If you get separated or divorced, and you’re in the process of negotiating your support payments, be sure to pay very close attention to how your agreement is worded, as the tax consequences differ dramatically between whether you are paying or receiving spousal support or child support.
As a reminder, the Income Tax Act explicitly distinguishes between spousal support and child support, with different tax rules for each. Spousal support includes any amounts paid on a periodic basis, under a separation agreement or court order, for the support of a former spouse or common-law partner. Child support, on the other hand, includes any support payments that are not specifically identified in that order or agreement as being only for the former spouse’s use. In both cases, the former spouses must be living apart after the breakdown of their marriage or relationship.
If the court order or separation agreement only provides support for a spouse, then the payments are fully taxable to the recipient and tax deductible to the payor. To ensure tax deductibility, the order or agreement must be registered with the Canada Revenue Agency. To do so, the former spouses should complete CRA Form T1158 Registration of Family Support Payments and include a copy of the order or agreement.
On the other hand, if the order or agreement is solely for the support of children, the payments are neither taxable to the recipient nor tax deductible to the payor, and there is no need to register the agreement with the CRA.
If, however, your agreement or order contains a requirement to pay both spousal as well as child support, it should clearly indicate what amounts relate to spousal support otherwise those payments will not be tax deductible. This was the issue before Tax Court in a recent decision involving a taxpayer whose support payments paid to his ex in 2019 were denied by the CRA.
The taxpayer and his former spouse met in 2003, had a daughter in 2004, married in 2006, and separated in late 2010. In the spring of 2011, the taxpayer and his ex–wife entered into a written separation agreement which had the taxpayer paying $2,500 per month in child support and $3,500 per month in spousal support each month from December 2010 through December 2014.
Although the separation agreement provided that the taxpayer’s obligation to pay $3,500 per month of spousal support was supposed to terminate at the end of 2014, he continued to pay $3,500 each month until June 2019. This taxpayer had already gone to court to challenge the support he paid in 2018, which I previously wrote about when that case was decided in January 2023. In that case, the tax court found that, notwithstanding the expiration of the taxpayer’s obligation to pay spousal support at the end of 2014, the $3,500 he paid monthly in 2018 should still be considered spousal support paid under the agreement.
The taxpayer’s present case involved the 2019 tax year during which a consent order was issued by the Family Court Branch of the Ontario Superior Court of Justice in July 2019. This consent order effectively replaced the separation agreement and stated that “commencing on July 1, 2019, and on the first day of each month thereafter until further order of this Court … (the taxpayer) shall pay to (his ex-spouse) temporary support in the amount of $8,000 per month. The above is being agreed on a without prejudice basis and subject to verification of the (taxpayer’s) income and redefined as child support or spousal support once (the taxpayer’s) income (is) verified retroactively to July 1, 2019.”
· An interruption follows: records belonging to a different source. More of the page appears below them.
//! Left navigation messages.
//!
//! Numeric fields carry the raw text the user typed; the handler applies the
//! fallback before anything reaches the store.

use bcfg_model::{RoofOrientation, RoofType};

use crate::state::PanelId;

#[derive(Debug, Clone, PartialEq, Eq)]
pub enum NavigationMessage {
    // =========================================================================
    // Accordion
    // =========================================================================
    /// Section header clicked. Opens the section, or collapses it if open.
    SectionClicked(PanelId),

    // =========================================================================
    // Building section
    // =========================================================================
    WidthChanged(String),
    FrameTypeSelected(String),
    BaysPatternChanged(String),
    EaveHeightChanged(String),
    RoofTypeSelected(RoofType),
    RoofOrientationSelected(RoofOrientation),
    SlopeSelected(String),

    // =========================================================================
    // Accessory section
    // =========================================================================
    CraneCapacityChanged(String),
}
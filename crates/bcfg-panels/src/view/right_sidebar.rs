//! Right display sidebar.

use serde::Serialize;

use bcfg_model::{VisualizationFlag, VisualizationSettings};
use bcfg_store::ConfiguratorState;

use crate::state::UiState;

/// Flags shown as switches in the "Visualization" section.
pub const SWITCH_FLAGS: [VisualizationFlag; 2] =
    [VisualizationFlag::Edges, VisualizationFlag::Faces];

/// Flags shown as checkboxes in the "Main Parts" section.
pub const PART_FLAGS: [VisualizationFlag; 11] = [
    VisualizationFlag::Panels,
    VisualizationFlag::SolidWalls,
    VisualizationFlag::Openings,
    VisualizationFlag::Frames,
    VisualizationFlag::Purlins,
    VisualizationFlag::Girts,
    VisualizationFlag::Flashing,
    VisualizationFlag::Accessories,
    VisualizationFlag::BasePlate,
    VisualizationFlag::Dimensions,
    VisualizationFlag::Buttons,
];

#[derive(Debug, Clone, PartialEq, Eq, Serialize)]
pub struct RightSidebarView {
    pub visualization_open: bool,
    pub parts_open: bool,
    pub switches: Vec<ToggleView>,
    pub parts: Vec<ToggleView>,
    pub stats: QuickStats,
}

#[derive(Debug, Clone, Copy, PartialEq, Eq, Serialize)]
pub struct ToggleView {
    pub flag: VisualizationFlag,
    pub label: &'static str,
    pub checked: bool,
}

#[derive(Debug, Clone, Copy, PartialEq, Eq, Serialize)]
pub struct QuickStats {
    pub visible: usize,
    pub total: usize,
    pub mode: RenderMode,
}

#[derive(Debug, Clone, Copy, PartialEq, Eq, Serialize)]
pub enum RenderMode {
    Solid,
    Wireframe,
}

impl RenderMode {
    pub fn label(&self) -> &'static str {
        match self {
            RenderMode::Solid => "Solid",
            RenderMode::Wireframe => "Wireframe",
        }
    }
}

impl QuickStats {
    pub fn from_settings(settings: &VisualizationSettings) -> Self {
        Self {
            visible: settings.visible_count(),
            total: VisualizationFlag::ALL.len(),
            mode: if settings.show_faces {
                RenderMode::Solid
            } else {
                RenderMode::Wireframe
            },
        }
    }
}

pub fn right_sidebar_view(state: &ConfiguratorState, ui: &UiState) -> RightSidebarView {
    let settings = state.visualization();
    let toggle = |flag: VisualizationFlag| ToggleView {
        flag,
        label: flag.label(),
        checked: settings.get(flag),
    };

    RightSidebarView {
        visualization_open: ui.visualization_open,
        parts_open: ui.parts_open,
        switches: SWITCH_FLAGS.into_iter().map(toggle).collect(),
        parts: PART_FLAGS.into_iter().map(toggle).collect(),
        stats: QuickStats::from_settings(settings),
    }
}

#[cfg(test)]
mod tests {
    use super::*;
    use std::collections::HashSet;

    #[test]
    fn sidebar_covers_every_flag_once() {
        let flags: HashSet<VisualizationFlag> =
            SWITCH_FLAGS.into_iter().chain(PART_FLAGS).collect();
        assert_eq!(flags.len(), SWITCH_FLAGS.len() + PART_FLAGS.len());
        for flag in VisualizationFlag::ALL {
            assert!(flags.contains(&flag), "{flag} missing");
        }
    }

    #[test]
    fn default_stats() {
        let stats = QuickStats::from_settings(&VisualizationSettings::default());
        assert_eq!(stats.visible, 11);
        assert_eq!(stats.total, 13);
        assert_eq!(stats.mode, RenderMode::Solid);
    }

    #[test]
    fn hidden_faces_mean_wireframe() {
        let settings = VisualizationSettings {
            show_faces: false,
            ..VisualizationSettings::default()
        };
        assert_eq!(QuickStats::from_settings(&settings).mode.label(), "Wireframe");
    }
}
The Tax Court judge, upon “a close reading of the consent order,” noted that, unlike the terms of the separation agreement, the Ontario court judge refrained from identifying any portion of the $8,000 per month support amount as spousal support. Furthermore, that judge deferred the determination of child support and spousal support to a later date, which apparently never occurred.
For 2019, the CRA allowed the deduction of $3,500 per month that the taxpayer paid for each of the first six months of 2019 as spousal support because it was identified as such under the terms of the separation agreement, which continued in effect until the end of June 2019. The CRA, however, denied the deduction of $5,500 per month paid for the last six months of 2019 under the terms of the consent order (for a total of $33,000).
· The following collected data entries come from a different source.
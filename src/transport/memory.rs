//! In-process transport.
//!
//! [`MemoryConnector`] hands every opened transport's peer side to the
//! caller as a [`MemorySocket`]. The peer decides when the transport opens,
//! what it receives and when it closes, and observes every frame the
//! connection transmits. Used by the test suite and by hosts that embed
//! the client without a network.
//!
//! # Example
//!
//! ```ignore
//! let connector = MemoryConnector::new();
//! let connection = RealtimeConnection::builder()
//!     .url("ws://screener.local/ws")
//!     .connector(connector.clone())
//!     .build()?;
//!
//! connection.send_message(Request::subscribe("s1".into(), None));
//!
//! let socket = connector.next_socket().await.expect("auto-connect");
//! socket.open();
//! let frame = socket.next_frame().await;
//! ```

// ============================================================================
// Imports
// ============================================================================

use std::sync::Arc;
use std::sync::atomic::{AtomicBool, AtomicUsize, Ordering};

use tokio::sync::{Mutex, mpsc};
use tracing::trace;
use url::Url;

use crate::error::{Error, Result};

use super::{Connector, Transport, TransportEvents};

// ============================================================================
// MemoryConnector
// ============================================================================

/// Connector producing in-process transports.
///
/// Cheap to clone; clones share the same socket queue.
#[derive(Clone)]
pub struct MemoryConnector {
    inner: Arc<ConnectorInner>,
}

struct ConnectorInner {
    opens: AtomicUsize,
    sockets_tx: mpsc::UnboundedSender<MemorySocket>,
    sockets_rx: Mutex<mpsc::UnboundedReceiver<MemorySocket>>,
}

impl Default for MemoryConnector {
    fn default() -> Self {
        Self::new()
    }
}

impl MemoryConnector {
    /// Creates a connector with no sockets opened yet.
    #[must_use]
    pub fn new() -> Self {
        let (sockets_tx, sockets_rx) = mpsc::unbounded_channel();
        Self {
            inner: Arc::new(ConnectorInner {
                opens: AtomicUsize::new(0),
                sockets_tx,
                sockets_rx: Mutex::new(sockets_rx),
            }),
        }
    }

    /// Returns how many transports have been opened.
    #[inline]
    #[must_use]
    pub fn open_count(&self) -> usize {
        self.inner.opens.load(Ordering::SeqCst)
    }

    /// Waits for the peer side of the next opened transport.
    pub async fn next_socket(&self) -> Option<MemorySocket> {
        self.inner.sockets_rx.lock().await.recv().await
    }

    /// Returns the peer side of the next opened transport, if one is ready.
    #[must_use]
    pub fn try_next_socket(&self) -> Option<MemorySocket> {
        self.inner.sockets_rx.try_lock().ok()?.try_recv().ok()
    }
}

impl Connector for MemoryConnector {
    fn open(&self, url: &Url, events: TransportEvents) -> Box<dyn Transport> {
        let opens = self.inner.opens.fetch_add(1, Ordering::SeqCst) + 1;
        trace!(url = %url, generation = events.generation(), opens, "Memory transport opened");

        let (frames_tx, frames_rx) = mpsc::unbounded_channel();
        let closed = Arc::new(AtomicBool::new(false));

        let socket = MemorySocket {
            url: url.clone(),
            events: events.clone(),
            frames_rx: Mutex::new(frames_rx),
            closed_by_client: Arc::clone(&closed),
        };
        let _ = self.inner.sockets_tx.send(socket);

        Box::new(MemoryTransport {
            events,
            frames_tx,
            closed,
        })
    }
}

// ============================================================================
// MemoryTransport
// ============================================================================

/// Client side of an in-process transport.
struct MemoryTransport {
    events: TransportEvents,
    frames_tx: mpsc::UnboundedSender<String>,
    closed: Arc<AtomicBool>,
}

impl Transport for MemoryTransport {
    fn send(&mut self, frame: String) -> Result<()> {
        if self.closed.load(Ordering::SeqCst) {
            return Err(Error::ConnectionClosed);
        }
        self.frames_tx
            .send(frame)
            .map_err(|_| Error::ConnectionClosed)
    }

    fn close(&mut self) {
        if !self.closed.swap(true, Ordering::SeqCst) {
            // A client close still reports `closed`, as a browser socket does
            self.events.closed("closed by client");
        }
    }
}

// ============================================================================
// MemorySocket
// ============================================================================

/// Peer side of an in-process transport.
pub struct MemorySocket {
    url: Url,
    events: TransportEvents,
    frames_rx: Mutex<mpsc::UnboundedReceiver<String>>,
    closed_by_client: Arc<AtomicBool>,
}

impl std::fmt::Debug for MemorySocket {
    fn fmt(&self, f: &mut std::fmt::Formatter<'_>) -> std::fmt::Result {
        f.debug_struct("MemorySocket")
            .field("url", &self.url.as_str())
            .field("generation", &self.events.generation())
            .field("closed_by_client", &self.is_closed_by_client())
            .finish_non_exhaustive()
    }
}

impl MemorySocket {
    /// Returns the URL the transport was opened for.
    #[inline]
    #[must_use]
    pub fn url(&self) -> &Url {
        &self.url
    }

    /// Returns the transport generation.
    #[inline]
    #[must_use]
    pub fn generation(&self) -> u64 {
        self.events.generation()
    }

    /// Returns `true` once the client closed the transport.
    #[inline]
    #[must_use]
    pub fn is_closed_by_client(&self) -> bool {
        self.closed_by_client.load(Ordering::SeqCst)
    }

    /// Completes the open handshake.
    pub fn open(&self) {
        self.events.opened();
    }

    /// Delivers an inbound text frame to the client.
    pub fn deliver(&self, text: impl Into<String>) {
        self.events.message(text);
    }

    /// Reports a transport error without closing.
    pub fn fail(&self, message: impl Into<String>) {
        self.events.error(message);
    }

    /// Closes the transport from the peer side.
    pub fn close(&self, reason: impl Into<String>) {
        self.events.closed(reason);
    }

    /// Waits for the next frame the client transmits.
    ///
    /// Returns `None` once the client transport is dropped and every sent
    /// frame has been read.
    pub async fn next_frame(&self) -> Option<String> {
        self.frames_rx.lock().await.recv().await
    }

    /// Returns the next transmitted frame, if one is buffered.
    #[must_use]
    pub fn try_next_frame(&self) -> Option<String> {
        self.frames_rx.try_lock().ok()?.try_recv().ok()
    }

    /// Returns every buffered transmitted frame.
    #[must_use]
    pub fn drain_frames(&self) -> Vec<String> {
        let Ok(mut rx) = self.frames_rx.try_lock() else {
            return Vec::new();
        };
        std::iter::from_fn(|| rx.try_recv().ok()).collect()
    }
}

// ============================================================================
// Tests
// ============================================================================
The taxpayer’s logic was that as of July 1, 2019, he paid $8,000 per month, and since under the previous separation agreement he was paying $2,500 per month of non-deducible child support, then the balance, or $5,500 per month, must be the portion of tax deductible spousal support.
The judge rejected the taxpayer’s argument “in its entirety,” saying that the taxpayer can’t rely at all on the previous separation agreement as it was replaced by the terms of the July 2019 consent order. In addition, the judge noted that the consent order “was obviously based on the consent of the parties,” which meant that both parties, being the taxpayer and his ex, agreed to the non-identification of spousal support in the order.
The judge therefore concluded that the “inescapable — and determinative — fact is that none of the $8,000 support amount payable by (the taxpayer) every month under the consent order was identified in the (order) as being solely for the support of his former spouse.” As a result, the judge found that none of the $33,000 claimed as spousal support payments for the last six months of 2019 was tax deductible by the taxpayer.
This is an important reminder for anyone going through a separation or divorce to get expert legal and tax advice to ensure that the separation agreement or court order clearly identifies the amount that is spousal support if the intention is to make that support tax deductible to the payor spouse.